The body of the owner of the salmon farm on West Uist in the Hebrides is found floating in a fish retention area, a netted seawater area used is fish farming operations. It appears to be suicide, although no one is quite sure why the deceased would have taken his own life.
The death isn’t the only case for Detective Inspector Torquil MacKinnon and his team. Someone has been sending poison pen letters to seemingly everyone in West Uist. Tourquil himself has received one, as had the newspaper editor, local gamekeeper, a restaurant owner, the dead man, and numerous others. What is unsettling is that the letters are becoming increasingly threatening. Plus dead birds are turning up, poisoned, the local environmentalists believe, by the salmon farm and the chemicals it uses.
When the forensic examination confirms that the man didn’t drown where he was found, MacKinnon knows that he now heads a murder investigation. And the bodies begin to pile up.
Keith Moray
Deep and Deadly is the seventh DI Torquil MacKinnon mystery by British writer Keith Moray. It’s a good story but perhaps not as strong as its predecessors; there is considerable plot advancement at the end that might have been a bit more spaced out. There is less of Lachlan MacKinnon, Torquil’s minister uncle who might be a novel all to himself. And while the DI’s wedding is looming, we get very little of his fiancée or his ongoing battle with his superintendent boss.

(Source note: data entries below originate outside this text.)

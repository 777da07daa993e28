//! # Consumption Calculator
//!
//! Size of an encoded record derived from offsets and prefixes alone.
//!
//! Because payloads are laid out back to back in declaration order, a record
//! ends where the payload of its last present variable field ends. Only that
//! payload is followed; fixed-width collections are skipped arithmetically.
//! The calculation trusts the canonical layout, so it is meant for buffers this
//! encoder produced or that already passed validation. On anything else it
//! still never reads out of bounds, but the answer is only as good as the input.

use crate::config::CodecConfig;
use crate::core::bitmask::NullBitmask;
use crate::core::layout::{RecordLayout, Shape};
use crate::core::region::RegionReader;
use crate::core::varint::{read_length, read_varint, take};
use crate::error::{ProtocolError, Result};
use crate::protocol::registry::SchemaRegistry;
use std::sync::Arc;

#[derive(Debug, Clone, Copy)]
struct Consumption<'a> {
    buf: &'a [u8],
    registry: &'a SchemaRegistry,
    config: &'a CodecConfig,
}

impl Consumption<'_> {
    fn record_end(&self, layout: &Arc<RecordLayout>, start: usize, depth: usize) -> Result<usize> {
        if depth > self.config.depth_limit() {
            return Err(ProtocolError::DepthExceeded {
                depth,
                max_depth: self.config.depth_limit(),
            });
        }

        let fixed = layout.fixed_block_size();
        take(self.buf, start, fixed)?;
        let mask = NullBitmask::read(self.buf, start, layout.nullable_count())?;
        let placements = layout.placements();

        let last_present = layout
            .variable_fields()
            .iter()
            .rev()
            .copied()
            .find(|&index| mask.field_present(placements[index].null_bit));

        match last_present {
            None => Ok(start + fixed),
            Some(index) => {
                let region = RegionReader::new(start, fixed);
                let at = region.payload_position(self.buf, placements[index].position)?;
                self.payload_end(layout.fields()[index].kind().shape(), at, layout, depth)
            }
        }
    }

    fn payload_end(
        &self,
        shape: Shape<'_>,
        at: usize,
        enclosing: &Arc<RecordLayout>,
        depth: usize,
    ) -> Result<usize> {
        match shape {
            Shape::Primitive(ty) => end_of(self.buf, at, ty.width()),
            Shape::Enum(_) => end_of(self.buf, at, 1),
            Shape::String => {
                let (len, prefix) = read_length(self.buf, at, self.config.max_string_len)?;
                end_of(self.buf, at + prefix, len)
            }
            Shape::Record(layout) => self.record_end(layout, at, depth + 1),
            Shape::RecursiveSelf => self.record_end(enclosing, at, depth + 1),
            Shape::Variant(table) => {
                let (type_id, prefix) = read_varint(self.buf, at)?;
                let layout = self.registry.resolve_variant(table, type_id)?;
                self.record_end(layout, at + prefix, depth + 1)
            }
            Shape::Collection(element) => {
                let (count, prefix) = read_length(self.buf, at, self.config.max_collection_len)?;
                let mut cursor = at + prefix;
                if let Some(width) = element.fixed_width() {
                    return end_of(self.buf, cursor, count.saturating_mul(width));
                }
                for _ in 0..count {
                    cursor = self.payload_end(element.shape(), cursor, enclosing, depth)?;
                }
                Ok(cursor)
            }
            Shape::Map(key, val) => {
                let (count, prefix) = read_length(self.buf, at, self.config.max_collection_len)?;
                let mut cursor = at + prefix;
                if let (Some(k), Some(v)) = (key.fixed_width(), val.fixed_width()) {
                    return end_of(self.buf, cursor, count.saturating_mul(k + v));
                }
                for _ in 0..count {
                    cursor = self.payload_end(key.shape(), cursor, enclosing, depth)?;
                    cursor = self.payload_end(val.shape(), cursor, enclosing, depth)?;
                }
                Ok(cursor)
            }
        }
    }
}

#[inline]
fn end_of(buf: &[u8], at: usize, len: usize) -> Result<usize> {
    take(buf, at, len).map(|_| at + len)
}

/// Bytes the record of `layout` at `offset` occupies
pub fn bytes_consumed(
    registry: &SchemaRegistry,
    config: &CodecConfig,
    layout: &Arc<RecordLayout>,
    buf: &[u8],
    offset: usize,
) -> Result<usize> {
    let calc = Consumption {
        buf,
        registry,
        config,
    };
    Ok(calc.record_end(layout, offset, 0)? - offset)
}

In addition to seven Inspector MacKinnon novels, Moray has also published three historical novels, The Pardoner’s Crime, The Fool’s Folly, and The Curse of the Body Snatchers; non-fiction books (under the pen name Keith Souter); and several westerns as Clay Moore. When he’s not writing, he practices medicine as a part-time doctor and medical journalist (he studied medicine at the University of Dundee). He lives in Yorkshire in England.